Discussing the Nationals’ needs Monday, Martinez described a left-handed hitter who can play left field and maybe first base. His vision, it seems, is to have Joey Meneses at first, Candelario at third and a timeshare in left, where Alex Call, Stone Garrett and Lane Thomas could receive chances alongside an external addition. When both Meneses and Candelario play the field, this unspecified left-handed batter could be Washington’s DH. When Meneses needs a day off, he could DH, Candelario or this left-handed hitter could slide behind him at first, then Ildemaro Vargas could slide behind Candelario at third. All the better if this left-handed hitter is versatile defensively.
“We definitely would like to have one [DH],” Martinez said Monday. “But I think we have enough moving parts, if we had to platoon two guys, we could do it. It would be nice to have a big bat in our lineup.”
One complication, though, is a budget that came into focus ahead of the winter meetings. A person familiar with the Nationals’ offseason plans, who spoke on the condition of anonymity, called it “just incredibly tight.” So while a left-handed hitter such as Joey Gallo might fit Martinez’s description — and the pattern of hoping for positive regression from low-cost free agents — he could very well be too pricey, especially because Rizzo still wants to add a veteran starter.
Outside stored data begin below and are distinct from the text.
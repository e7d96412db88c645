//! Order control state: admin mutations, client snapshot, expiry sweeping

pub mod handlers;
pub mod service;

pub use service::{ControlService, ControlSnapshot, SetCustomMessage};
impl Default for AdvisoryTemplates {
    fn default() -> Self {
        Self {
            closed: "Ordering is currently closed.".to_string(),
            daily_critical: "Only {{ hours }} hour(s) left to place your order!".to_string(),
            daily_warning: "{{ hours }} hours left to place your order.".to_string(),
            daily_info: "Orders close in {{ hours }} hours.".to_string(),
            closes_soon:
                "Hurry! Orders close today at {{ end_time }} ({{ hours }}h {{ minutes }}m left)."
                    .to_string(),
            closes_today: "Orders close today at {{ end_time }}.".to_string(),
            closes_tomorrow: "Orders close tomorrow at {{ end_time }}.".to_string(),
            closes_in_days: "Orders close in {{ days }} days ({{ end_day }} at {{ end_time }})."
                .to_string(),
        }
    }
}

#[derive(Debug, Clone, Copy)]
enum TemplateKey {
    Closed,
    DailyCritical,
    DailyWarning,
    DailyInfo,
    ClosesSoon,
    ClosesToday,
    ClosesTomorrow,
    ClosesInDays,
}

impl TemplateKey {
    const ALL: [TemplateKey; 8] = [
        TemplateKey::Closed,
        TemplateKey::DailyCritical,
        TemplateKey::DailyWarning,
        TemplateKey::DailyInfo,
        TemplateKey::ClosesSoon,
        TemplateKey::ClosesToday,
        TemplateKey::ClosesTomorrow,
        TemplateKey::ClosesInDays,
    ];

    fn name(self) -> &'static str {
        match self {
            TemplateKey::Closed => "closed",
            TemplateKey::DailyCritical => "daily_critical",
            TemplateKey::DailyWarning => "daily_warning",
            TemplateKey::DailyInfo => "daily_info",
            TemplateKey::ClosesSoon => "closes_soon",
            TemplateKey::ClosesToday => "closes_today",
            TemplateKey::ClosesTomorrow => "closes_tomorrow",
            TemplateKey::ClosesInDays => "closes_in_days",
        }
    }
}

/// An advisory template that does not render
#[derive(Debug, Clone, PartialEq, Eq, Error)]
#[error("advisory template '{name}' does not render: {message}")]
pub struct TemplateError {
    pub name: &'static str,
    pub template: String,
    pub message: String,
}

impl AdvisoryTemplates {
    /// Render every template once against sample values
    pub fn validate(&self) -> Result<(), TemplateError> {
        let sample = Remaining {
            open: true,
            hours: 5,
            days: 2,
            minutes_today: 90,
            end_time: NaiveTime::from_hms_opt(17, 0, 0),
            end_day: "Friday".to_string(),
        };
        let context = template_context(&sample);

        for key in TemplateKey::ALL {
            let template = self.get(key);
            if let Err(e) = tera::Tera::one_off(template, &context, false) {
                return Err(TemplateError {
                    name: key.name(),
                    template: template.to_string(),
                    message: render_error_message(&e),
                });
            }
        }
        Ok(())
    }

    fn get(&self, key: TemplateKey) -> &str {
        match key {
            TemplateKey::Closed => &self.closed,
            TemplateKey::DailyCritical => &self.daily_critical,
            TemplateKey::DailyWarning => &self.daily_warning,
            TemplateKey::DailyInfo => &self.daily_info,
            TemplateKey::ClosesSoon => &self.closes_soon,
            TemplateKey::ClosesToday => &self.closes_today,
            TemplateKey::ClosesTomorrow => &self.closes_tomorrow,
            TemplateKey::ClosesInDays => &self.closes_in_days,
        }
    }
}

/// Time left in the current cycle, as seen by the threshold predicates
#[derive(Debug, Clone)]
struct Remaining {
    open: bool,
    hours: i64,
    days: i64,
    minutes_today: i64,
    end_time: Option<NaiveTime>,
    end_day: String,
}

struct ThresholdRow {
    matches: fn(&Remaining) -> bool,
    level: AdvisoryLevel,
    template: TemplateKey,
}

const CRITICAL_MINUTES: i64 = 2 * 60;

fn is_closed(r: &Remaining) -> bool {
    !r.open
}

fn hours_at_most_2(r: &Remaining) -> bool {
    r.hours <= 2
}

fn hours_at_most_6(r: &Remaining) -> bool {
    r.hours <= 6
}

fn hours_at_most_12(r: &Remaining) -> bool {
    r.hours <= 12
}

fn last_day_final_hours(r: &Remaining) -> bool {
    r.days == 0 && r.minutes_today <= CRITICAL_MINUTES
}

fn last_day(r: &Remaining) -> bool {
    r.days == 0
}

fn one_day(r: &Remaining) -> bool {
    r.days == 1
}

fn two_to_three_days(r: &Remaining) -> bool {
    (2..=3).contains(&r.days)
}

fn two_to_seven_days(r: &Remaining) -> bool {
    (2..=7).contains(&r.days)
}

const DAILY_THRESHOLDS: &[ThresholdRow] = &[
    ThresholdRow {
        matches: is_closed,
        level: AdvisoryLevel::Critical,
        template: TemplateKey::Closed,
    },
    ThresholdRow {
        matches: hours_at_most_2,
        level: AdvisoryLevel::Critical,
        template: TemplateKey::DailyCritical,
    },
    ThresholdRow {
        matches: hours_at_most_6,
        level: AdvisoryLevel::Warning,
        template: TemplateKey::DailyWarning,
    },
    ThresholdRow {
        matches: hours_at_most_12,
        level: AdvisoryLevel::Info,
        template: TemplateKey::DailyInfo,
    },
];

const WEEKLY_THRESHOLDS: &[ThresholdRow] = &[
    ThresholdRow {
        matches: is_closed,
        level: AdvisoryLevel::Critical,
        template: TemplateKey::Closed,
    },
    ThresholdRow {
        matches: last_day_final_hours,
        level: AdvisoryLevel::Critical,
        template: TemplateKey::ClosesSoon,
    },
    ThresholdRow {
        matches: last_day,
        level: AdvisoryLevel::Warning,
        template: TemplateKey::ClosesToday,
    },
    ThresholdRow {
        matches: one_day,
        level: AdvisoryLevel::Info,
        template: TemplateKey::ClosesTomorrow,
    },
    ThresholdRow {
        matches: two_to_three_days,
        level: AdvisoryLevel::Info,
        template: TemplateKey::ClosesInDays,
    },
];
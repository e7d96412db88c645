//! Image storage backends for unlisted item pictures

use crate::core::service::ImageStorage;
use anyhow::{Result, anyhow, bail};
use async_trait::async_trait;
use std::collections::HashMap;
use std::path::PathBuf;
use std::sync::{Arc, RwLock};
use uuid::Uuid;

/// Images kept in a map keyed by path
#[derive(Clone, Default)]
pub struct InMemoryImageStorage {
    images: Arc<RwLock<HashMap<String, Vec<u8>>>>,
}

impl InMemoryImageStorage {
    pub fn new() -> Self {
        Self::default()
    }

    pub fn contains(&self, path: &str) -> bool {
        self.images
            .read()
            .map(|images| images.contains_key(path))
            .unwrap_or(false)
    }

    pub fn len(&self) -> usize {
        self.images.read().map(|images| images.len()).unwrap_or(0)
    }

    pub fn is_empty(&self) -> bool {
        self.len() == 0
    }
}

#[async_trait]
impl ImageStorage for InMemoryImageStorage {
    async fn store(
        &self,
        bytes: Vec<u8>,
        filename: &str,
        _content_type: Option<&str>,
    ) -> Result<String> {
        let path = format!("images/{}", stored_name(filename));
        let mut images = self
            .images
            .write()
            .map_err(|e| anyhow!("Failed to acquire write lock: {}", e))?;

        images.insert(path.clone(), bytes);
        Ok(path)
    }

    async fn delete(&self, path: &str) -> Result<()> {
        let mut images = self
            .images
            .write()
            .map_err(|e| anyhow!("Failed to acquire write lock: {}", e))?;

        images
            .remove(path)
            .map(|_| ())
            .ok_or_else(|| anyhow!("Image '{}' not found", path))
    }
}

/// Images written as files under a root directory
#[derive(Debug, Clone)]
pub struct FsImageStorage {
    root: PathBuf,
}

impl FsImageStorage {
    pub fn new(root: impl Into<PathBuf>) -> Self {
        Self { root: root.into() }
    }

    fn resolve(&self, path: &str) -> Result<PathBuf> {
        if path.is_empty() || path.contains(['/', '\\']) || path.starts_with('.') {
            bail!("Invalid image path '{}'", path);
        }
        Ok(self.root.join(path))
    }
}

#[async_trait]
impl ImageStorage for FsImageStorage {
    async fn store(
        &self,
        bytes: Vec<u8>,
        filename: &str,
        _content_type: Option<&str>,
    ) -> Result<String> {
        tokio::fs::create_dir_all(&self.root).await?;

        let name = stored_name(filename);
        tokio::fs::write(self.root.join(&name), bytes).await?;

        tracing::debug!(path = %name, "Stored image");
        Ok(name)
    }

    async fn delete(&self, path: &str) -> Result<()> {
        let file = self.resolve(path)?;
        tokio::fs::remove_file(file).await?;
        Ok(())
    }
}

/// Unique file name keeping only a safe extension of the upload name
fn stored_name(filename: &str) -> String {
    let extension = filename
        .rsplit_once('.')
        .map(|(_, ext)| ext)
        .filter(|ext| !ext.is_empty() && ext.len() <= 5 && ext.chars().all(|c| c.is_ascii_alphanumeric()))
        .map(|ext| ext.to_ascii_lowercase());

    match extension {
        Some(ext) => format!("{}.{}", Uuid::new_v4(), ext),
        None => Uuid::new_v4().to_string(),
    }
}
//! In-memory stores for testing, demos and single-node deployments

use crate::core::control::OrderControlState;
use crate::core::draft::{DraftOrder, DraftStatus};
use crate::core::error::StorageError;
use crate::core::order::{Order, OrderStatus};
use crate::core::service::{ControlStore, OrderingStore, ProductCatalog, ProductSnapshot};
use anyhow::{Result, anyhow};
use async_trait::async_trait;
use chrono::{DateTime, Utc};
use std::collections::HashMap;
use std::sync::{Arc, RwLock};
use uuid::Uuid;

#[derive(Default)]
struct OrderingTables {
    /// One draft per (tenant, client)
    drafts: HashMap<(Uuid, Uuid), DraftOrder>,
    orders: Vec<Order>,
    sequence: u64,
}

/// In-memory drafts and orders
///
/// Drafts and orders share one lock, so a submission commit is observed
/// either fully applied or not at all.
#[derive(Clone)]
pub struct InMemoryOrderingStore {
    tables: Arc<RwLock<OrderingTables>>,
    order_number_prefix: String,
}

impl InMemoryOrderingStore {
    pub fn new() -> Self {
        Self::with_prefix("WO")
    }

    /// Store whose order numbers read `{prefix}-000001`, `{prefix}-000002`, ...
    pub fn with_prefix(prefix: impl Into<String>) -> Self {
        Self {
            tables: Arc::new(RwLock::new(OrderingTables::default())),
            order_number_prefix: prefix.into(),
        }
    }
}

impl Default for InMemoryOrderingStore {
    fn default() -> Self {
        Self::new()
    }
}

#[async_trait]
impl OrderingStore for InMemoryOrderingStore {
    async fn get_draft(&self, tenant_id: &Uuid, client_id: &Uuid) -> Result<Option<DraftOrder>> {
        let tables = self
            .tables
            .read()
            .map_err(|e| anyhow!("Failed to acquire read lock: {}", e))?;

        Ok(tables.drafts.get(&(*tenant_id, *client_id)).cloned())
    }

    async fn save_draft(&self, mut draft: DraftOrder) -> Result<DraftOrder> {
        let mut tables = self
            .tables
            .write()
            .map_err(|e| anyhow!("Failed to acquire write lock: {}", e))?;

        let key = (draft.tenant_id, draft.client_id);
        let current = tables.drafts.get(&key);

        // A draft read before a submission carries the submitted draft's id
        if let Some(read_id) = draft.id
            && current.and_then(|stored| stored.id) != Some(read_id)
        {
            return Err(StorageError::Conflict {
                message: "draft was submitted since it was read".to_string(),
            }
            .into());
        }

        // Keep the stored identity; a client never holds two drafts
        draft.id = current
            .and_then(|stored| stored.id)
            .or(draft.id)
            .or_else(|| Some(Uuid::new_v4()));
        draft.version = current.map(|stored| stored.version).unwrap_or(0) + 1;
        draft.status = DraftStatus::Draft;
        draft.updated_at = Some(Utc::now());

        tables.drafts.insert(key, draft.clone());

        Ok(draft)
    }

    async fn commit_submission(
        &self,
        draft: &DraftOrder,
        created_at: DateTime<Utc>,
    ) -> Result<Order> {
        let mut tables = self
            .tables
            .write()
            .map_err(|e| anyhow!("Failed to acquire write lock: {}", e))?;

        let key = (draft.tenant_id, draft.client_id);
        let stored = tables
            .drafts
            .get(&key)
            .ok_or_else(|| StorageError::Conflict {
                message: "draft no longer exists".to_string(),
            })?;

        if stored.version != draft.version {
            return Err(StorageError::Conflict {
                message: format!(
                    "draft changed since it was read (version {} != {})",
                    stored.version, draft.version
                ),
            }
            .into());
        }

        let items = stored.items.clone();
        let sequence = tables.sequence + 1;

        let order = Order {
            id: Uuid::new_v4(),
            order_number: format!("{}-{:06}", self.order_number_prefix, sequence),
            tenant_id: draft.tenant_id,
            client_id: draft.client_id,
            created_at,
            status: OrderStatus::Submitted,
            items,
        };

        // Nothing below can fail: freeze and clear land together
        tables.sequence = sequence;
        tables.orders.push(order.clone());
        if let Some(stored) = tables.drafts.get_mut(&key) {
            stored.id = None;
            stored.items.clear();
            stored.version += 1;
            stored.updated_at = Some(created_at);
        }

        Ok(order)
    }

    async fn list_orders(&self, tenant_id: &Uuid, client_id: &Uuid) -> Result<Vec<Order>> {
        let tables = self
            .tables
            .read()
            .map_err(|e| anyhow!("Failed to acquire read lock: {}", e))?;

        Ok(tables
            .orders
            .iter()
            .filter(|order| &order.tenant_id == tenant_id && &order.client_id == client_id)
            .cloned()
            .collect())
    }

    async fn get_order(&self, tenant_id: &Uuid, order_id: &Uuid) -> Result<Option<Order>> {
        let tables = self
            .tables
            .read()
            .map_err(|e| anyhow!("Failed to acquire read lock: {}", e))?;

        Ok(tables
            .orders
            .iter()
            .find(|order| &order.tenant_id == tenant_id && &order.id == order_id)
            .cloned())
    }
}

/// In-memory per-tenant control state
#[derive(Clone, Default)]
pub struct InMemoryControlStore {
    states: Arc<RwLock<HashMap<Uuid, OrderControlState>>>,
}

impl InMemoryControlStore {
    pub fn new() -> Self {
        Self::default()
    }
}

#[async_trait]
impl ControlStore for InMemoryControlStore {
    async fn get(&self, tenant_id: &Uuid) -> Result<Option<OrderControlState>> {
        let states = self
            .states
            .read()
            .map_err(|e| anyhow!("Failed to acquire read lock: {}", e))?;

        Ok(states.get(tenant_id).cloned())
    }

    async fn put(&self, tenant_id: &Uuid, state: OrderControlState) -> Result<()> {
        let mut states = self
            .states
            .write()
            .map_err(|e| anyhow!("Failed to acquire write lock: {}", e))?;

        states.insert(*tenant_id, state);
        Ok(())
    }

    async fn tenants(&self) -> Result<Vec<Uuid>> {
        let states = self
            .states
            .read()
            .map_err(|e| anyhow!("Failed to acquire read lock: {}", e))?;

        Ok(states.keys().copied().collect())
    }
}

/// A product a client wanted more of than was in stock
#[derive(Debug, Clone, PartialEq, Eq)]
pub struct RestockFlag {
    pub tenant_id: Uuid,
    pub product_id: Uuid,
    pub requested: u32,
    pub flagged_at: DateTime<Utc>,
}

/// In-memory product catalog
#[derive(Clone, Default)]
pub struct InMemoryCatalog {
    products: Arc<RwLock<HashMap<(Uuid, Uuid), ProductSnapshot>>>,
    restock_flags: Arc<RwLock<Vec<RestockFlag>>>,
}

impl InMemoryCatalog {
    pub fn new() -> Self {
        Self::default()
    }

    /// Add or replace a product of a tenant
    pub fn upsert(&self, tenant_id: Uuid, product: ProductSnapshot) -> Result<()> {
        let mut products = self
            .products
            .write()
            .map_err(|e| anyhow!("Failed to acquire write lock: {}", e))?;

        products.insert((tenant_id, product.id), product);
        Ok(())
    }

    pub fn set_stock(&self, tenant_id: Uuid, product_id: Uuid, stock: u32) -> Result<()> {
        let mut products = self
            .products
            .write()
            .map_err(|e| anyhow!("Failed to acquire write lock: {}", e))?;

        let product = products
            .get_mut(&(tenant_id, product_id))
            .ok_or_else(|| anyhow!("Product not found"))?;
        product.stock = stock;
        Ok(())
    }

    pub fn remove(&self, tenant_id: Uuid, product_id: Uuid) -> Result<()> {
        let mut products = self
            .products
            .write()
            .map_err(|e| anyhow!("Failed to acquire write lock: {}", e))?;

        products.remove(&(tenant_id, product_id));
        Ok(())
    }

    pub fn restock_flags(&self) -> Result<Vec<RestockFlag>> {
        let flags = self
            .restock_flags
            .read()
            .map_err(|e| anyhow!("Failed to acquire read lock: {}", e))?;

        Ok(flags.clone())
    }
}

#[async_trait]
impl ProductCatalog for InMemoryCatalog {
    async fn product(
        &self,
        tenant_id: &Uuid,
        product_id: &Uuid,
    ) -> Result<Option<ProductSnapshot>> {
        let products = self
            .products
            .read()
            .map_err(|e| anyhow!("Failed to acquire read lock: {}", e))?;

        Ok(products.get(&(*tenant_id, *product_id)).cloned())
    }

    async fn flag_for_restock(
        &self,
        tenant_id: &Uuid,
        product_id: &Uuid,
        requested: u32,
    ) -> Result<()> {
        let mut flags = self
            .restock_flags
            .write()
            .map_err(|e| anyhow!("Failed to acquire write lock: {}", e))?;

        flags.push(RestockFlag {
            tenant_id: *tenant_id,
            product_id: *product_id,
            requested,
            flagged_at: Utc::now(),
        });
        Ok(())
    }
}

#[cfg(test)]
mod tests {
    use super::*;
    use crate::core::draft::DraftOrderItem;
    use crate::core::error::OrderingError;
    use rust_decimal::Decimal;

    fn draft_with_item(tenant_id: Uuid, client_id: Uuid) -> DraftOrder {
        let mut draft = DraftOrder::empty(tenant_id, client_id);
        draft.items.push(DraftOrderItem::listed(
            Uuid::new_v4(),
            "Flour 25kg",
            2,
            Decimal::new(1000, 2),
            None,
        ));
        draft
    }

    #[tokio::test]
    async fn test_save_draft_assigns_id_and_version() {
        let store = InMemoryOrderingStore::new();
        let (tenant, client) = (Uuid::new_v4(), Uuid::new_v4());

        let saved = store.save_draft(draft_with_item(tenant, client)).await.unwrap();
        assert!(saved.id.is_some());
        assert_eq!(saved.version, 1);

        let again = store.save_draft(saved.clone()).await.unwrap();
        assert_eq!(again.id, saved.id);
        assert_eq!(again.version, 2);
    }

    #[tokio::test]
    async fn test_one_draft_per_client() {
        let store = InMemoryOrderingStore::new();
        let (tenant, client) = (Uuid::new_v4(), Uuid::new_v4());

        let first = store.save_draft(draft_with_item(tenant, client)).await.unwrap();
        // A second "fresh" draft for the same client replaces, never duplicates
        let second = store.save_draft(draft_with_item(tenant, client)).await.unwrap();

        assert_eq!(first.id, second.id);
        let stored = store.get_draft(&tenant, &client).await.unwrap().unwrap();
        assert_eq!(stored.version, 2);
    }

    #[tokio::test]
    async fn test_commit_submission_freezes_and_clears() {
        let store = InMemoryOrderingStore::with_prefix("TST");
        let (tenant, client) = (Uuid::new_v4(), Uuid::new_v4());
        let saved = store.save_draft(draft_with_item(tenant, client)).await.unwrap();

        let order = store.commit_submission(&saved, Utc::now()).await.unwrap();
        assert_eq!(order.order_number, "TST-000001");
        assert_eq!(order.items, saved.items);

        let draft = store.get_draft(&tenant, &client).await.unwrap().unwrap();
        assert!(draft.is_empty());
        assert!(draft.id.is_none());
        assert_eq!(store.list_orders(&tenant, &client).await.unwrap().len(), 1);
    }

    #[tokio::test]
    async fn test_commit_submission_conflict_writes_nothing() {
        let store = InMemoryOrderingStore::new();
        let (tenant, client) = (Uuid::new_v4(), Uuid::new_v4());
        let stale = store.save_draft(draft_with_item(tenant, client)).await.unwrap();
        store.save_draft(stale.clone()).await.unwrap();

        let err = store.commit_submission(&stale, Utc::now()).await.unwrap_err();
        let err: OrderingError = err.into();
        assert_eq!(err.reason(), "conflict");

        assert!(store.list_orders(&tenant, &client).await.unwrap().is_empty());
        let draft = store.get_draft(&tenant, &client).await.unwrap().unwrap();
        assert_eq!(draft.items.len(), 1);
    }

    #[tokio::test]
    async fn test_save_after_submission_conflicts() {
        let store = InMemoryOrderingStore::new();
        let (tenant, client) = (Uuid::new_v4(), Uuid::new_v4());
        let read = store.save_draft(draft_with_item(tenant, client)).await.unwrap();
        store.commit_submission(&read, Utc::now()).await.unwrap();

        let err = store.save_draft(read).await.unwrap_err();
        let err: OrderingError = err.into();
        assert_eq!(err.reason(), "conflict");

        let draft = store.get_draft(&tenant, &client).await.unwrap().unwrap();
        assert!(draft.is_empty());

        // The next draft starts from the cleared one
        let fresh = store.save_draft(draft_with_item(tenant, client)).await.unwrap();
        assert!(fresh.id.is_some());
    }

    #[tokio::test]
    async fn test_order_numbers_are_sequential() {
        let store = InMemoryOrderingStore::new();
        let tenant = Uuid::new_v4();

        let mut numbers = Vec::new();
        for _ in 0..3 {
            let client = Uuid::new_v4();
            let saved = store.save_draft(draft_with_item(tenant, client)).await.unwrap();
            numbers.push(store.commit_submission(&saved, Utc::now()).await.unwrap().order_number);
        }

        assert_eq!(numbers, vec!["WO-000001", "WO-000002", "WO-000003"]);
    }

    #[tokio::test]
    async fn test_orders_are_tenant_scoped() {
        let store = InMemoryOrderingStore::new();
        let (tenant, client) = (Uuid::new_v4(), Uuid::new_v4());
        let saved = store.save_draft(draft_with_item(tenant, client)).await.unwrap();
        let order = store.commit_submission(&saved, Utc::now()).await.unwrap();

        assert!(store.get_order(&tenant, &order.id).await.unwrap().is_some());
        assert!(store.get_order(&Uuid::new_v4(), &order.id).await.unwrap().is_none());
    }

    #[tokio::test]
    async fn test_control_store_roundtrip() {
        let store = InMemoryControlStore::new();
        let tenant = Uuid::new_v4();
        assert!(store.get(&tenant).await.unwrap().is_none());

        let state = OrderControlState {
            show_quantity: false,
            ..OrderControlState::default()
        };
        store.put(&tenant, state.clone()).await.unwrap();

        assert_eq!(store.get(&tenant).await.unwrap(), Some(state));
        assert_eq!(store.tenants().await.unwrap(), vec![tenant]);
    }

    #[tokio::test]
    async fn test_catalog_restock_flags() {
        let catalog = InMemoryCatalog::new();
        let tenant = Uuid::new_v4();
        let product = ProductSnapshot {
            id: Uuid::new_v4(),
            name: "Sugar".to_string(),
            price: Decimal::new(300, 2),
            stock: 5,
            image_path: None,
        };
        catalog.upsert(tenant, product.clone()).unwrap();

        assert_eq!(catalog.product(&tenant, &product.id).await.unwrap(), Some(product.clone()));
        assert!(catalog.product(&Uuid::new_v4(), &product.id).await.unwrap().is_none());

        catalog.flag_for_restock(&tenant, &product.id, 9).await.unwrap();
        let flags = catalog.restock_flags().unwrap();
        assert_eq!(flags.len(), 1);
        assert_eq!(flags[0].requested, 9);
    }
}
Same goes for Cody Bellinger, who was non-tendered by the Los Angeles Dodgers in November. And same goes, realistically, for any player who sparks even modest interest from a contender.
The Nationals aren’t primed to win bidding wars here. The parameters from ownership are more designed to limit financial commitments while the Lerner family continues to explore a sale of the team.
Should the front office answer Martinez’s call for a left-handed bat, two leading goals would be to keep the roster flexible and the payroll thinned. The team has not ruled out carrying Kieboom and Candelario on the Opening Day roster, nor has it ruled out fitting them in the same lineup. Washington is just being realistic about Kieboom’s track record and immediate future, acting as if his last major league at-bat came on Oct. 3, 2021.